The task »
Only the number is wanted: how many lines below include "address"?

(Data in this exercise)

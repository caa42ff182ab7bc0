//! SQLite issue store with Diesel ORM
//!
//! One table, `issues`. Every write goes through [`IssueSubmission::validate`]
//! or the [`Status`] enum; reads return rows as stored.

use crate::model::{IssueSubmission, NewIssue, Status, ValidationError};
use crate::schema::issues;
use chrono::SecondsFormat;
use diesel::prelude::*;
use diesel::r2d2::{ConnectionManager, Pool, PooledConnection};
use diesel::sqlite::{Sqlite, SqliteConnection};
use serde::Serialize;
use std::path::Path;

/// Default database file, relative to the working directory
pub const DEFAULT_DB_FILE: &str = "civic_issues.db";

/// Largest page the list operation will hand out
pub const MAX_PAGE_LIMIT: u32 = 1000;

// ============================================================================
// Diesel Models
// ============================================================================

/// Insertable issue row. `admin_notes` is left NULL on creation.
#[derive(Insertable)]
#[diesel(table_name = issues)]
struct NewIssueRow<'a> {
    title: &'a str,
    description: &'a str,
    category: &'a str,
    status: &'a str,
    priority: &'a str,
    latitude: Option<f64>,
    longitude: Option<f64>,
    address: Option<&'a str>,
    image_path: Option<&'a str>,
    reporter_name: Option<&'a str>,
    reporter_email: Option<&'a str>,
    reporter_phone: Option<&'a str>,
    created_at: &'a str,
    updated_at: &'a str,
}

/// Queryable issue
#[derive(Queryable, Selectable, Debug, Clone, PartialEq, Serialize)]
#[diesel(table_name = issues)]
pub struct Issue {
    pub id: i32,
    pub title: String,
    pub description: String,
    pub category: String,
    pub status: String,
    pub priority: String,
    pub latitude: Option<f64>,
    pub longitude: Option<f64>,
    pub address: Option<String>,
    pub image_path: Option<String>,
    pub reporter_name: Option<String>,
    pub reporter_email: Option<String>,
    pub reporter_phone: Option<String>,
    pub created_at: String,
    pub updated_at: String,
    pub admin_notes: Option<String>,
}

// ============================================================================
// Query Types
// ============================================================================

/// Conjunctive list filter. Empty or missing values are ignored.
///
/// `status`, `category` and `priority` are exact matches against the stored
/// text, so an unknown value simply matches nothing. `search` is a
/// case-insensitive substring match over title and description.
#[derive(Debug, Clone, Default, PartialEq, serde::Deserialize)]
pub struct IssueFilter {
    #[serde(default)]
    pub status: Option<String>,
    #[serde(default)]
    pub category: Option<String>,
    #[serde(default)]
    pub priority: Option<String>,
    #[serde(default)]
    pub search: Option<String>,
}

impl IssueFilter {
    fn active(value: &Option<String>) -> Option<&str> {
        value.as_deref().map(str::trim).filter(|v| !v.is_empty())
    }
}

/// 1-based offset pagination
#[derive(Debug, Clone, Copy, PartialEq, Eq)]
pub struct Pagination {
    pub page: u32,
    pub limit: u32,
}

impl Default for Pagination {
    fn default() -> Self {
        Self { page: 1, limit: 10 }
    }
}

impl Pagination {
    pub fn new(page: u32, limit: u32) -> Result<Self> {
        if page == 0 {
            return Err(ValidationError("page must be at least 1".to_string()).into());
        }
        if limit == 0 || limit > MAX_PAGE_LIMIT {
            return Err(ValidationError(format!(
                "limit must be between 1 and {}",
                MAX_PAGE_LIMIT
            ))
            .into());
        }
        Ok(Self { page, limit })
    }

    pub fn offset(&self) -> i64 {
        (i64::from(self.page) - 1) * i64::from(self.limit)
    }
}

/// One page of issues plus the total matching the filter
#[derive(Debug, Clone, Serialize)]
pub struct IssuePage {
    pub issues: Vec<Issue>,
    pub total: i64,
    pub page: u32,
    pub limit: u32,
}

#[derive(Debug, Clone, PartialEq, Eq, Serialize)]
pub struct CategoryCount {
    pub category: String,
    pub count: i64,
}

/// Dashboard counters
#[derive(Debug, Clone, PartialEq, Eq, Serialize)]
pub struct IssueStats {
    pub total: i64,
    pub reported: i64,
    #[serde(rename = "inProgress")]
    pub in_progress: i64,
    pub resolved: i64,
    /// Most frequent first
    pub categories: Vec<CategoryCount>,
}

// ============================================================================
// Database Connection
// ============================================================================

type DbPool = Pool<ConnectionManager<SqliteConnection>>;
type DbConn = PooledConnection<ConnectionManager<SqliteConnection>>;

/// Issue store handle backed by a pool of SQLite connections
pub struct Database {
    pool: DbPool,
}

/// Error type for store operations
#[derive(Debug, thiserror::Error)]
pub enum StoreError {
    #[error(transparent)]
    Validation(#[from] ValidationError),
    #[error("Issue not found")]
    NotFound(i32),
    #[error("Connection error: {0}")]
    Connection(String),
    #[error("{0}")]
    Storage(#[from] diesel::result::Error),
}

pub type Result<T> = std::result::Result<T, StoreError>;

/// Current time as stored in `created_at` / `updated_at`.
/// Fixed-width UTC so text ordering matches time ordering.
pub fn timestamp_now() -> String {
    chrono::Utc::now().to_rfc3339_opts(SecondsFormat::Micros, true)
}

impl Database {
    /// Open (creating if needed) the database at `path`
    pub fn open_at<P: AsRef<Path>>(path: P) -> Result<Self> {
        let path = path.as_ref();
        if let Some(parent) = path.parent() {
            if !parent.as_os_str().is_empty() && !parent.exists() {
                std::fs::create_dir_all(parent)
                    .map_err(|e| StoreError::Connection(format!("{}: {}", parent.display(), e)))?;
            }
        }

        let path_str = path.to_string_lossy().to_string();
        let manager = ConnectionManager::<SqliteConnection>::new(&path_str);
        let pool = Pool::builder()
            .max_size(4)
            .build(manager)
            .map_err(|e| StoreError::Connection(e.to_string()))?;

        let db = Self { pool };
        db.init_schema()?;
        tracing::debug!(path = %path.display(), "issue store ready");
        Ok(db)
    }

    /// Release the handle. Pooled connections close once dropped.
    pub fn close(self) {
        drop(self.pool);
        tracing::info!("Database connection closed");
    }

    fn get_conn(&self) -> Result<DbConn> {
        self.pool.get().map_err(|e| StoreError::Connection(e.to_string()))
    }

    fn init_schema(&self) -> Result<()> {
        let mut conn = self.get_conn()?;

        // AUTOINCREMENT keeps ids from being reused
        diesel::sql_query(r#"
            CREATE TABLE IF NOT EXISTS issues (
                id INTEGER PRIMARY KEY AUTOINCREMENT NOT NULL,
                title TEXT NOT NULL,
                description TEXT NOT NULL,
                category TEXT NOT NULL,
                status TEXT NOT NULL DEFAULT 'reported',
                priority TEXT NOT NULL DEFAULT 'medium',
                latitude REAL,
                longitude REAL,
                address TEXT,
                image_path TEXT,
                reporter_name TEXT,
                reporter_email TEXT,
                reporter_phone TEXT,
                created_at TEXT NOT NULL,
                updated_at TEXT NOT NULL,
                admin_notes TEXT
            )
        "#).execute(&mut conn)?;

        diesel::sql_query("CREATE INDEX IF NOT EXISTS idx_issues_status ON issues(status)").execute(&mut conn)?;
        diesel::sql_query("CREATE INDEX IF NOT EXISTS idx_issues_category ON issues(category)").execute(&mut conn)?;
        diesel::sql_query("CREATE INDEX IF NOT EXISTS idx_issues_created_at ON issues(created_at)").execute(&mut conn)?;
        Ok(())
    }

    // ========================================================================
    // Issue Operations
    // ========================================================================

    /// Validate and insert a citizen submission.
    ///
    /// Any status in the submission is ignored; new issues are always
    /// `reported`. Returns the new id.
    pub fn create_issue(&self, submission: &IssueSubmission) -> Result<i32> {
        let issue = submission.validate()?;
        self.insert(&issue)
    }

    fn insert(&self, issue: &NewIssue) -> Result<i32> {
        let mut conn = self.get_conn()?;
        let now = timestamp_now();

        let row = NewIssueRow {
            title: &issue.title,
            description: &issue.description,
            category: issue.category.as_str(),
            status: Status::Reported.as_str(),
            priority: issue.priority.as_str(),
            latitude: issue.latitude,
            longitude: issue.longitude,
            address: issue.address.as_deref(),
            image_path: issue.image_path.as_deref(),
            reporter_name: issue.reporter_name.as_deref(),
            reporter_email: issue.reporter_email.as_deref(),
            reporter_phone: issue.reporter_phone.as_deref(),
            created_at: &now,
            updated_at: &now,
        };

        diesel::insert_into(issues::table)
            .values(&row)
            .execute(&mut conn)?;

        let id: i32 = diesel::select(diesel::dsl::sql::<diesel::sql_types::Integer>("last_insert_rowid()"))
            .first(&mut conn)?;

        tracing::info!(id, category = %issue.category, "issue reported");
        Ok(id)
    }

    /// Get one issue by id
    pub fn get_issue(&self, id: i32) -> Result<Issue> {
        let mut conn = self.get_conn()?;
        issues::table
            .find(id)
            .first::<Issue>(&mut conn)
            .optional()?
            .ok_or(StoreError::NotFound(id))
    }

    /// List one page of issues, newest first
    pub fn list_issues(&self, filter: &IssueFilter, pagination: Pagination) -> Result<IssuePage> {
        let mut conn = self.get_conn()?;

        let total: i64 = filtered(filter).count().get_result(&mut conn)?;
        let issues = filtered(filter)
            .order((issues::created_at.desc(), issues::id.desc()))
            .limit(i64::from(pagination.limit))
            .offset(pagination.offset())
            .load::<Issue>(&mut conn)?;

        Ok(IssuePage {
            issues,
            total,
            page: pagination.page,
            limit: pagination.limit,
        })
    }

    /// Every issue matching the filter, newest first
    pub fn all_issues(&self, filter: &IssueFilter) -> Result<Vec<Issue>> {
        let mut conn = self.get_conn()?;
        let issues = filtered(filter)
            .order((issues::created_at.desc(), issues::id.desc()))
            .load::<Issue>(&mut conn)?;
        Ok(issues)
    }

    /// Set status and admin notes, refreshing `updated_at`.
    ///
    /// `admin_notes` replaces whatever was there, so `None` clears it.
    pub fn update_status(&self, id: i32, status: Status, admin_notes: Option<&str>) -> Result<()> {
        let mut conn = self.get_conn()?;

        conn.transaction::<_, StoreError, _>(|conn| {
            let previous: String = issues::table
                .find(id)
                .select(issues::updated_at)
                .first(conn)
                .optional()?
                .ok_or(StoreError::NotFound(id))?;

            // Never move updated_at backwards, even if the clock does
            let now = timestamp_now().max(previous);

            diesel::update(issues::table.find(id))
                .set((
                    issues::status.eq(status.as_str()),
                    issues::admin_notes.eq(admin_notes),
                    issues::updated_at.eq(&now),
                ))
                .execute(conn)?;
            Ok(())
        })?;

        tracing::info!(id, status = %status, "issue status updated");
        Ok(())
    }

    /// Totals by status and by category
    pub fn stats(&self) -> Result<IssueStats> {
        let mut conn = self.get_conn()?;

        let total: i64 = issues::table.count().get_result(&mut conn)?;

        let by_status: Vec<(String, i64)> = issues::table
            .group_by(issues::status)
            .select((issues::status, diesel::dsl::count_star()))
            .load(&mut conn)?;
        let status_count = |status: Status| {
            by_status
                .iter()
                .find(|(s, _)| s == status.as_str())
                .map(|(_, n)| *n)
                .unwrap_or(0)
        };

        let mut categories: Vec<CategoryCount> = issues::table
            .group_by(issues::category)
            .select((issues::category, diesel::dsl::count_star()))
            .load::<(String, i64)>(&mut conn)?
            .into_iter()
            .map(|(category, count)| CategoryCount { category, count })
            .collect();
        categories.sort_by(|a, b| b.count.cmp(&a.count).then_with(|| a.category.cmp(&b.category)));

        Ok(IssueStats {
            total,
            reported: status_count(Status::Reported),
            in_progress: status_count(Status::InProgress),
            resolved: status_count(Status::Resolved),
            categories,
        })
    }
}

/// Escape LIKE wildcards so search text matches literally
fn like_pattern(search: &str) -> String {
    let mut escaped = String::with_capacity(search.len() + 2);
    escaped.push('%');
    for c in search.chars() {
        if matches!(c, '%' | '_' | '\\') {
            escaped.push('\\');
        }
        escaped.push(c);
    }
    escaped.push('%');
    escaped
}

fn filtered(filter: &IssueFilter) -> issues::BoxedQuery<'static, Sqlite> {
    let mut query = issues::table.into_boxed();

    if let Some(status) = IssueFilter::active(&filter.status) {
        query = query.filter(issues::status.eq(status.to_string()));
    }
    if let Some(category) = IssueFilter::active(&filter.category) {
        query = query.filter(issues::category.eq(category.to_string()));
    }
    if let Some(priority) = IssueFilter::active(&filter.priority) {
        query = query.filter(issues::priority.eq(priority.to_string()));
    }
    if let Some(search) = IssueFilter::active(&filter.search) {
        let pattern = like_pattern(search);
        query = query.filter(
            issues::title
                .like(pattern.clone())
                .escape('\\')
                .or(issues::description.like(pattern).escape('\\')),
        );
    }
    query
}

(End Data in this exercise)

Result for this task »
4